WORK TASK:
Reproduce exactly the lines below from the one containing "Walking from Mayaro" through the one containing "let times_around = miles", including both, and nothing else.

┄┄┄┄┄┄

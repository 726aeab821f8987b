use tracing_subscriber::EnvFilter;

/// Logs go to stderr so command output on stdout can be piped. `RUST_LOG` overrides `level`.
pub fn init(level: &str) -> anyhow::Result<()> {
    let filter = EnvFilter::try_from_default_env().unwrap_or_else(|_| EnvFilter::new(level));

    tracing_subscriber::fmt()
        .with_env_filter(filter)
        .with_writer(std::io::stderr)
        .with_target(false)
        .try_init()
        .map_err(|err| anyhow::anyhow!("failed to install log subscriber: {err}"))
}
use chrono::NaiveDate;
use serde::{Deserialize, Serialize};

const fn ymd(year: i32, month: u32, day: u32) -> NaiveDate {
    match NaiveDate::from_ymd_opt(year, month, day) {
        Some(date) => date,
        None => panic!("invalid calendar date"),
    }
}

pub const CHALLENGE_START: NaiveDate = ymd(2026, 1, 12);
pub const CHALLENGE_END: NaiveDate = ymd(2026, 4, 12);

/// Week start dates of the pre-populated seed entries.
pub const SEED_WEEKS: [NaiveDate; 3] = [ymd(2026, 1, 12), ymd(2026, 1, 19), ymd(2026, 1, 26)];

/// Upper bound on one week's steps, roughly 140,000 a day.
pub const MAX_WEEKLY_STEPS: u64 = 1_000_000;

#[derive(Debug, Clone, PartialEq, Eq, Serialize, Deserialize)]
#[serde(deny_unknown_fields)]
pub struct Entry {
    pub week_start: NaiveDate,
    pub week_end: NaiveDate,
    pub steps: u64,
}

#[derive(Debug, Clone, PartialEq, Eq)]
pub struct Participant {
    pub name: String,
    pub color: String,
    pub entries: Vec<Entry>,
}

impl Entry {
    pub fn within_challenge(&self) -> bool {
        self.week_start >= CHALLENGE_START && self.week_end <= CHALLENGE_END
    }
}

impl Participant {
    pub fn new(name: &str, color: &str) -> Self {
        Self {
            name: name.to_string(),
            color: color.to_string(),
            entries: Vec::new(),
        }
    }
}

#[derive(Debug, Clone, Default)]
pub struct ParticipantStats {
    pub total_steps: u64,
    pub total_points: u64,
    pub weeks: usize,
    pub avg_daily: u64,
}

#[derive(Debug, Clone)]
pub struct LeaderboardRow {
    pub name: String,
    pub color: String,
    pub total_steps: u64,
    pub total_points: u64,
    pub weeks: usize,
    pub avg_daily: u64,
}

#[derive(Debug, Clone, Default)]
pub struct TeamSummary {
    pub total_steps: u64,
    pub total_weeks: usize,
    pub avg_weekly: u64,
    pub participants: usize,
}

#[derive(Debug, Clone, Serialize)]
pub struct TrendPoint {
    pub week_start: NaiveDate,
    pub week: String,
    pub participant: String,
    pub steps: u64,
}
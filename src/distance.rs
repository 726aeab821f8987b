pub const STEPS_PER_MILE: f64 = 2000.0;
pub const KM_PER_MILE: f64 = 1.609;
pub const EARTH_CIRCUMFERENCE_MILES: f64 = 24_901.0;

/// Ascending by threshold; the first threshold the distance is still under wins.
pub const COMPARISONS: [(f64, &str); 33] = [
    (2.0, "🚶 Walking around Queen’s Park Savannah (1 full lap)"),
    (4.0, "🌳 Walking from St. James to Port of Spain"),
    (6.0, "🏙️ Walking from Woodbrook to Diego Martin"),
    (8.0, "🏫 Walking from UWI St. Augustine to Curepe"),
    (10.0, "🚶 Walking from Port of Spain to Chaguanas"),
    (12.0, "🏖️ Walking from Arima to Blanchisseuse"),
    (15.0, "🌄 Walking from San Juan to Port of Spain"),
    (18.0, "🌊 Walking from Port of Spain to Maracas Bay"),
    (22.0, "🏞️ Walking from Arima to Valencia"),
    (25.0, "🏖️ Walking from Port of Spain to Las Cuevas"),
    (26.2, "🏃‍♂️ Marathon distance"),
    (35.0, "🏭 Walking from Couva to San Fernando"),
    (40.0, "🌄 Walking from San Fernando to Port of Spain"),
    (45.0, "🌴 Walking from Sangre Grande to Toco"),
    (55.0, "🌊 Walking from Mayaro to Sangre Grande"),
    (65.0, "🌊 Walking from Point Fortin to San Fernando"),
    (75.0, "🌾 Walking from Penal to San Fernando"),
    (85.0, "🏝️ Walking from Port of Spain to Toco"),
    (100.0, "🔥 Walking from Penal to Port of Spain"),
    (120.0, "🌋 Walking from Point Fortin to Port of Spain"),
    (140.0, "🗺️ Walking from San Fernando to Toco"),
    (160.0, "🇹🇹 Walking across Trinidad (Point Fortin → Toco)"),
    (180.0, "⛴️ Walking Trinidad & Tobago (Point Fortin → Scarborough)"),
    (200.0, "🏆 Walking Trinidad & Tobago end-to-end challenge"),
    (211.0, "🚶 Walking from NYC to Boston"),
    (450.0, "🗽 Walking from NYC to Niagara Falls"),
    (1000.0, "🌴 Walking from Miami to NYC"),
    (1200.0, "🏔️ Walking from NYC to Chicago"),
    (2000.0, "🌉 Walking from NYC to Denver"),
    (2800.0, "🌊 Walking from NYC to Los Angeles"),
    (3500.0, "🇺🇸 Walking coast to coast (NYC to LA via southern route)"),
    (5000.0, "🌍 Walking from NYC to London (if you could!)"),
    (7917.0, "🌏 Walking around the Earth's circumference at equator"),
];

pub fn steps_to_miles(steps: u64) -> f64 {
    steps as f64 / STEPS_PER_MILE
}

pub fn describe(steps: u64) -> String {
    let miles = steps_to_miles(steps);
    let km = miles * KM_PER_MILE;

    match COMPARISONS.iter().find(|(threshold, _)| miles < *threshold) {
        Some((threshold, label)) => {
            let progress = miles / threshold * 100.0;
            format!("{miles:.1} miles ({km:.1} km) - {progress:.0}% of {label}")
        }
        None => {
            let times_around = miles / EARTH_CIRCUMFERENCE_MILES;
            format!("{miles:.1} miles ({km:.1} km) - {times_around:.1}x around Earth! 🌍")
        }
    }
}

┄┄┄┄┄┄

SOLUTION TO THE EXERCISE:
    (55.0, "🌊 Walking from Mayaro to Sangre Grande"),
    (65.0, "🌊 Walking from Point Fortin to San Fernando"),
    (75.0, "🌾 Walking from Penal to San Fernando"),
    (85.0, "🏝️ Walking from Port of Spain to Toco"),
    (100.0, "🔥 Walking from Penal to Port of Spain"),
    (120.0, "🌋 Walking from Point Fortin to Port of Spain"),
    (140.0, "🗺️ Walking from San Fernando to Toco"),
    (160.0, "🇹🇹 Walking across Trinidad (Point Fortin → Toco)"),
    (180.0, "⛴️ Walking Trinidad & Tobago (Point Fortin → Scarborough)"),
    (200.0, "🏆 Walking Trinidad & Tobago end-to-end challenge"),
    (211.0, "🚶 Walking from NYC to Boston"),
    (450.0, "🗽 Walking from NYC to Niagara Falls"),
    (1000.0, "🌴 Walking from Miami to NYC"),
    (1200.0, "🏔️ Walking from NYC to Chicago"),
    (2000.0, "🌉 Walking from NYC to Denver"),
    (2800.0, "🌊 Walking from NYC to Los Angeles"),
    (3500.0, "🇺🇸 Walking coast to coast (NYC to LA via southern route)"),
    (5000.0, "🌍 Walking from NYC to London (if you could!)"),
    (7917.0, "🌏 Walking around the Earth's circumference at equator"),
];

pub fn steps_to_miles(steps: u64) -> f64 {
    steps as f64 / STEPS_PER_MILE
}

pub fn describe(steps: u64) -> String {
    let miles = steps_to_miles(steps);
    let km = miles * KM_PER_MILE;

    match COMPARISONS.iter().find(|(threshold, _)| miles < *threshold) {
        Some((threshold, label)) => {
            let progress = miles / threshold * 100.0;
            format!("{miles:.1} miles ({km:.1} km) - {progress:.0}% of {label}")
        }
        None => {
            let times_around = miles / EARTH_CIRCUMFERENCE_MILES;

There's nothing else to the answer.